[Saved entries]

::::::

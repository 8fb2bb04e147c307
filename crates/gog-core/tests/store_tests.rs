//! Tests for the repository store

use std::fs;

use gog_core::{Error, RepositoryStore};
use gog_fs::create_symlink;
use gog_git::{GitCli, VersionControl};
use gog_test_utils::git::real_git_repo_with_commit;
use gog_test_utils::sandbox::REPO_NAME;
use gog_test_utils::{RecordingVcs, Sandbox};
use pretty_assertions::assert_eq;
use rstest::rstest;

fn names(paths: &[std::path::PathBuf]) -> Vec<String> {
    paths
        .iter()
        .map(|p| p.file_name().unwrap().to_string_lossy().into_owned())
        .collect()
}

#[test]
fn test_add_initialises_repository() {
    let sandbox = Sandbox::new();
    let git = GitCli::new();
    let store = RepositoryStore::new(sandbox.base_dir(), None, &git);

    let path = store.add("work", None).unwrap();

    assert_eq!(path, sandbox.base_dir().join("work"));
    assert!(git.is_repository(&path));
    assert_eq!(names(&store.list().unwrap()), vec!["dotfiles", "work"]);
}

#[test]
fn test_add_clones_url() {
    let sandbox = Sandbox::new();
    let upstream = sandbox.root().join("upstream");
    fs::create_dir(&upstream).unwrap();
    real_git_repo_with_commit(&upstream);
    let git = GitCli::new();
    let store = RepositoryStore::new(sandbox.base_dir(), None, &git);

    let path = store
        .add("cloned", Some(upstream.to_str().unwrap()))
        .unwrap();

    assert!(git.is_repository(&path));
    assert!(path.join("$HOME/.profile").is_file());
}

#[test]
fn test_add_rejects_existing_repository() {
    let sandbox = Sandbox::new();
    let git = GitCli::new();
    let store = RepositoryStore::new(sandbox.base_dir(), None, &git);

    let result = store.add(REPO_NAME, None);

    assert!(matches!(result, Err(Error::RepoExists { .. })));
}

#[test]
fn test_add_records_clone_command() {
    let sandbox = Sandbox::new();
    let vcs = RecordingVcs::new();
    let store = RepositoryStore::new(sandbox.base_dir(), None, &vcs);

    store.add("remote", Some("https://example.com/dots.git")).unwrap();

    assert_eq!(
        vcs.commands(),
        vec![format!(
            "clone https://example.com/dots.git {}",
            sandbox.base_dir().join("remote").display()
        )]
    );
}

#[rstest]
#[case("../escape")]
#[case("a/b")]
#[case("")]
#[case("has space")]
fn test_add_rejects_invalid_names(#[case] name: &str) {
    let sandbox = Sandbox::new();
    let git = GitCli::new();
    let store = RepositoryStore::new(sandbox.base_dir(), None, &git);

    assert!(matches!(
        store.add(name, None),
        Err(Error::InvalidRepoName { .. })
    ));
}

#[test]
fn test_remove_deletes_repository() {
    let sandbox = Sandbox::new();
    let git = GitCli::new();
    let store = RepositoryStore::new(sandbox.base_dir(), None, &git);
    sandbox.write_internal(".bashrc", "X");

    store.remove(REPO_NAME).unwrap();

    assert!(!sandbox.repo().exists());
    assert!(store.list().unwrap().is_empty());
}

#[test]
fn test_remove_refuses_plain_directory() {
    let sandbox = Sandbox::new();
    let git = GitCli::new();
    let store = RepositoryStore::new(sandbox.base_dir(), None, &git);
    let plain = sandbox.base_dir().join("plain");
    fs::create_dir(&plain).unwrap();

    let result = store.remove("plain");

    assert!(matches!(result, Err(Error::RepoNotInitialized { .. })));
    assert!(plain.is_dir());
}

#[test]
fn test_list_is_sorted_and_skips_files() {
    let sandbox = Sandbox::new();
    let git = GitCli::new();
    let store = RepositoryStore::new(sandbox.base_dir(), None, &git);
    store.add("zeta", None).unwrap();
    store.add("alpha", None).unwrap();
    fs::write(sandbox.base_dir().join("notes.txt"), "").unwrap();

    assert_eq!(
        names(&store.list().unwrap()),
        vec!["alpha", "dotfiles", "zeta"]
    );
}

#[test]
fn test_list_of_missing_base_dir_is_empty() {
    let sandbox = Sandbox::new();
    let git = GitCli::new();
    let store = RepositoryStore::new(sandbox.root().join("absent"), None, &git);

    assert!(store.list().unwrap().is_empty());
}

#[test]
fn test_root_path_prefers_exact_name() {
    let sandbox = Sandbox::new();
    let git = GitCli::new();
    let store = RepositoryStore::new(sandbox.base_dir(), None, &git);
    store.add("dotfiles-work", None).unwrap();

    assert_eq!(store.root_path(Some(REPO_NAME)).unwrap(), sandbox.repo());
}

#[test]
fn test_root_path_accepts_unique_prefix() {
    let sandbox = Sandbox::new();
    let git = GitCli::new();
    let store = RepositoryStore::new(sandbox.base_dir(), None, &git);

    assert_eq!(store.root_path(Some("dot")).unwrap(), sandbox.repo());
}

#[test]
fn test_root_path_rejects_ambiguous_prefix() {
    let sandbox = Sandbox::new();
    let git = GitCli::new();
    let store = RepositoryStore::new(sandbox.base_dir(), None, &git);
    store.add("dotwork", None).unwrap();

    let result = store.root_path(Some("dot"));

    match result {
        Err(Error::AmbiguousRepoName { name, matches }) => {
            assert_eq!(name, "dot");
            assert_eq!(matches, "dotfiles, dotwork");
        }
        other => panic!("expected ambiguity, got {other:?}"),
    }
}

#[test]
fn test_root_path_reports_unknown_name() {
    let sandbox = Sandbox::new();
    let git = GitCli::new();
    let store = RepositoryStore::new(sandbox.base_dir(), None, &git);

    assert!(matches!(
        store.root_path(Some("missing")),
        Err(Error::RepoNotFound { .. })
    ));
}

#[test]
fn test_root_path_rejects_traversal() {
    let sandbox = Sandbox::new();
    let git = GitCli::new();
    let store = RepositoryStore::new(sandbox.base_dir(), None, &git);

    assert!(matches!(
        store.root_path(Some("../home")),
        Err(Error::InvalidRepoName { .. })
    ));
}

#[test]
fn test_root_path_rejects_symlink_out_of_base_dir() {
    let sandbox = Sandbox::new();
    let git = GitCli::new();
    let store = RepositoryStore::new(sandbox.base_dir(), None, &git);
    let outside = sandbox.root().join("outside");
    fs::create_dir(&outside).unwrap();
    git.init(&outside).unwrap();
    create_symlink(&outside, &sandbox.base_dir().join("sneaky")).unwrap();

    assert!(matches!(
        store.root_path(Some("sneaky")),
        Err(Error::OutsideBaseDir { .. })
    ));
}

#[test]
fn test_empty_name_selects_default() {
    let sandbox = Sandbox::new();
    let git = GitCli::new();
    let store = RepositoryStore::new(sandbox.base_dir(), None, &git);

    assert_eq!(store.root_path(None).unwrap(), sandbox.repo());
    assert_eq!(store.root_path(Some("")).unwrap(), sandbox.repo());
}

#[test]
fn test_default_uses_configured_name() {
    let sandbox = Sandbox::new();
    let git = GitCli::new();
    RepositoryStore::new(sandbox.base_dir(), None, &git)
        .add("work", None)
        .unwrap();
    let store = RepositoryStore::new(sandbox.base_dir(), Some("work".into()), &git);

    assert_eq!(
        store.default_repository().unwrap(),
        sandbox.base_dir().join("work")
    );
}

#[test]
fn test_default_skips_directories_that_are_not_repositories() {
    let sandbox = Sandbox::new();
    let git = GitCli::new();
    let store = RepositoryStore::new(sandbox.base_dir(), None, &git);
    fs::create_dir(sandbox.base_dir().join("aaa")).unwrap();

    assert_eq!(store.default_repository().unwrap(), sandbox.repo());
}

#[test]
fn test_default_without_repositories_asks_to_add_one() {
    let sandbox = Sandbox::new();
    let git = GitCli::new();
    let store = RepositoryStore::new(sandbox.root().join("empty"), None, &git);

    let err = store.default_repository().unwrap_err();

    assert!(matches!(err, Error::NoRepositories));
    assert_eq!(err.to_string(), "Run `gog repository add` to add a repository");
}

::::::

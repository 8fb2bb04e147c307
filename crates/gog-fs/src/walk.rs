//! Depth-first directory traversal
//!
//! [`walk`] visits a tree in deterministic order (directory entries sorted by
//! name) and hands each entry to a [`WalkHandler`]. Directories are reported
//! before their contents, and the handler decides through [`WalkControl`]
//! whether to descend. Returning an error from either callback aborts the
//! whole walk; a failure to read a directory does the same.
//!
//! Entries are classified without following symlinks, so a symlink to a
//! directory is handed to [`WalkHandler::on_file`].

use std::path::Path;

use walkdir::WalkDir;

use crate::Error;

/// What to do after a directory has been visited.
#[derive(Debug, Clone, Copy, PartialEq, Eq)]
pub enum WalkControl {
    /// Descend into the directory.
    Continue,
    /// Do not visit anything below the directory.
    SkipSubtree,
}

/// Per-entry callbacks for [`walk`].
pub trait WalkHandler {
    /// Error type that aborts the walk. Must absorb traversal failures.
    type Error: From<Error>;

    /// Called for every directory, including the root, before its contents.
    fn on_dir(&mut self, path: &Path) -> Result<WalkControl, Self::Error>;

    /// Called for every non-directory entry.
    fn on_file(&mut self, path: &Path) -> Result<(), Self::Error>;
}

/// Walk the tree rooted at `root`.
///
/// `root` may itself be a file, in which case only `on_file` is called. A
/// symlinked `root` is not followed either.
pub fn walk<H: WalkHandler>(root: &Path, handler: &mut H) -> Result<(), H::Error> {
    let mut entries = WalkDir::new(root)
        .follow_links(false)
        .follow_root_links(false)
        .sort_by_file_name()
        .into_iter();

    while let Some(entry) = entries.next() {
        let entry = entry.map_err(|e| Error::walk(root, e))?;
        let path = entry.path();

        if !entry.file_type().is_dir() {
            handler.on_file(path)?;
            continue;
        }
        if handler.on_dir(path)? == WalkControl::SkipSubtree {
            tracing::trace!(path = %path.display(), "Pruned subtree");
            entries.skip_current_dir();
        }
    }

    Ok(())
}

::::::

INSTRUCTIONS TO FOLLOW>
Whenever "either" occurs in a line of the entries, copy that line.

TASK OUTPUT>
//! whether to descend. Returning an error from either callback aborts the
/// symlinked `root` is not followed either.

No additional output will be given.